**Supplied data**:
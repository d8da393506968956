//! Services the export pipeline depends on.
//!
//! The pipeline never extracts headings, renders documents or writes files
//! itself. The host supplies implementations of these traits:
//!
//! - [`SourceDocument`]: the document being exported (path, dirty state, save)
//! - [`HeadingSource`]: the current heading list of a document
//! - [`RenderService`]: HTML rendering and stylesheet retrieval
//! - [`DownloadSink`]: receives the finished [`Download`]

use std::future::Future;

use tocx_toc::Heading;

use crate::error::ExportError;

/// MIME type of exported documents.
pub const HTML_MIME_TYPE: &str = "text/html";

/// The document being exported.
pub trait SourceDocument {
    /// Document path as known to the render service.
    fn path(&self) -> &str;

    /// Whether the document has modifications that are not persisted yet.
    fn is_dirty(&self) -> bool;

    /// Whether the document may be written.
    fn is_read_only(&self) -> bool;

    /// Persist pending modifications.
    ///
    /// The returned future resolves once the persisted content is visible to
    /// the render service.
    fn save(&self) -> impl Future<Output = Result<(), ExportError>> + Send;
}

/// Lookup of the heading list for a document.
pub trait HeadingSource {
    /// Ordered headings of the document at `path`.
    fn headings(&self, path: &str) -> Vec<Heading>;
}

/// Remote rendering of documents and the ToC stylesheet.
pub trait RenderService {
    /// Render the document at `path` to a standalone HTML page.
    fn render_html(&self, path: &str) -> impl Future<Output = Result<String, ExportError>> + Send;

    /// Fetch the stylesheet injected alongside the ToC.
    fn stylesheet(&self) -> impl Future<Output = Result<String, ExportError>> + Send;
}

/// Destination for finished exports.
pub trait DownloadSink {
    /// Hand over a finished export.
    fn deliver(&self, download: Download) -> Result<(), ExportError>;
}

/// A serialized export ready for download.
#[derive(Clone, Debug, PartialEq, Eq)]
pub struct Download {
    /// Suggested filename.
    pub filename: String,
    /// MIME type of `contents`.
    pub mime_type: &'static str,
    /// Document bytes.
    pub contents: Vec<u8>,
}

impl Download {
    /// Package HTML markup for download.
    pub fn html(filename: impl Into<String>, markup: String) -> Self {
        Self {
            filename: filename.into(),
            mime_type: HTML_MIME_TYPE,
            contents: markup.into_bytes(),
        }
    }
}

/// Heading source backed by an already extracted heading list.
///
/// Returns the same headings for every path, matching a host that tracks the
/// ToC of its active document only.
#[derive(Clone, Debug, Default)]
pub struct StaticHeadings {
    headings: Vec<Heading>,
}

impl StaticHeadings {
    /// Wrap an extracted heading list.
    pub fn new(headings: Vec<Heading>) -> Self {
        Self { headings }
    }
}

impl HeadingSource for StaticHeadings {
    fn headings(&self, _path: &str) -> Vec<Heading> {
        self.headings.clone()
    }
}

#[cfg(test)]
mod tests {
    use super::*;

    #[test]
    fn test_download_html() {
        let download = Download::html("out.html", "<p>hi</p>".to_owned());
        assert_eq!(download.filename, "out.html");
        assert_eq!(download.mime_type, "text/html");
        assert_eq!(download.contents, b"<p>hi</p>");
    }

    #[test]
    fn test_static_headings_ignores_path() {
        let source = StaticHeadings::new(vec![Heading::new("Intro", 1)]);
        assert_eq!(source.headings("a.ipynb"), vec![Heading::new("Intro", 1)]);
        assert_eq!(source.headings("b.ipynb"), vec![Heading::new("Intro", 1)]);
    }
}
//! Notebook documents stored on a Jupyter server.

use crate::client::JupyterClient;
use crate::collaborators::SourceDocument;
use crate::error::ExportError;

/// A notebook on a Jupyter server, optionally carrying unsaved edits.
pub struct JupyterDocument<'a> {
    client: &'a JupyterClient,
    path: String,
    pending: Option<serde_json::Value>,
    read_only: bool,
}

impl<'a> JupyterDocument<'a> {
    /// A notebook whose server copy is current.
    pub fn new(client: &'a JupyterClient, path: impl Into<String>) -> Self {
        Self {
            client,
            path: path.into(),
            pending: None,
            read_only: false,
        }
    }

    /// Attach notebook JSON that has not been stored on the server yet.
    #[must_use]
    pub fn with_pending_edits(mut self, notebook: serde_json::Value) -> Self {
        self.pending = Some(notebook);
        self
    }

    /// Mark the notebook as read-only; pending edits are then never stored.
    #[must_use]
    pub fn read_only(mut self, read_only: bool) -> Self {
        self.read_only = read_only;
        self
    }
}

impl SourceDocument for JupyterDocument<'_> {
    fn path(&self) -> &str {
        &self.path
    }

    fn is_dirty(&self) -> bool {
        self.pending.is_some()
    }

    fn is_read_only(&self) -> bool {
        self.read_only
    }

    async fn save(&self) -> Result<(), ExportError> {
        match &self.pending {
            Some(notebook) => self.client.save_notebook(&self.path, notebook.clone()).await,
            None => Ok(()),
        }
    }
}
//! Error types for the export pipeline.

use std::fmt;

use crate::pipeline::Stage;

/// Remote resource requested during an export.
#[derive(Clone, Copy, Debug, PartialEq, Eq)]
pub enum Resource {
    /// The source document rendered to HTML.
    Document,
    /// The ToC stylesheet.
    Stylesheet,
    /// The stored notebook contents (save requests).
    Contents,
}

impl fmt::Display for Resource {
    fn fmt(&self, f: &mut fmt::Formatter<'_>) -> fmt::Result {
        let name = match self {
            Self::Document => "rendered document",
            Self::Stylesheet => "stylesheet",
            Self::Contents => "notebook contents",
        };
        f.write_str(name)
    }
}

/// Error from a single export step.
#[derive(Debug, thiserror::Error)]
pub enum ExportError {
    /// The endpoint could not be reached (connection failure, timeout).
    #[error("{resource} request failed: {message}")]
    Transport {
        /// Resource being requested.
        resource: Resource,
        /// Transport error description.
        message: String,
    },

    /// The endpoint answered with a non-success status.
    #[error("{resource} request returned HTTP {status}: {message}")]
    Response {
        /// Resource being requested.
        resource: Resource,
        /// HTTP status code.
        status: u16,
        /// Server-provided message, or the raw response body.
        message: String,
    },

    /// The rendered document lacks an insertion point.
    #[error("rendered document has no <{0}> element")]
    StructuralInvariant(&'static str),

    /// HTML serialization failed.
    #[error("HTML serialization failed")]
    Html(#[source] std::io::Error),

    /// A local stylesheet could not be read.
    #[error("failed to read stylesheet {}", .path.display())]
    StylesheetFile {
        /// Stylesheet path.
        path: std::path::PathBuf,
        /// Underlying I/O error.
        #[source]
        source: std::io::Error,
    },

    /// The download sink could not store the document.
    #[error("failed to deliver {filename}")]
    Download {
        /// Filename of the export.
        filename: String,
        /// Underlying I/O error.
        #[source]
        source: std::io::Error,
    },
}

impl ExportError {
    /// Build a response error, preferring a structured `message` in the body.
    pub(crate) fn response(resource: Resource, status: u16, body: &str) -> Self {
        Self::Response {
            resource,
            status,
            message: response_message(body),
        }
    }
}

/// Extract the `message` field of a JSON error body, falling back to the raw text.
fn response_message(body: &str) -> String {
    serde_json::from_str::<serde_json::Value>(body)
        .ok()
        .and_then(|value| {
            value
                .get("message")
                .and_then(serde_json::Value::as_str)
                .filter(|message| !message.is_empty())
                .map(str::to_owned)
        })
        .unwrap_or_else(|| body.trim().to_owned())
}

/// An export that ended in the failed state.
#[derive(Debug, thiserror::Error)]
#[error("export failed while {stage}: {error}")]
pub struct ExportFailure {
    /// Stage that was running when the failure occurred.
    pub stage: Stage,
    /// What went wrong.
    #[source]
    pub error: ExportError,
}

**What you should do**:
Search the listing above for the word "bool", and copy every line that has it.

**Written solution**:
    fn is_dirty(&self) -> bool;
    fn is_read_only(&self) -> bool;
    read_only: bool,
    pub fn read_only(mut self, read_only: bool) -> Self {
    fn is_dirty(&self) -> bool {
    fn is_read_only(&self) -> bool {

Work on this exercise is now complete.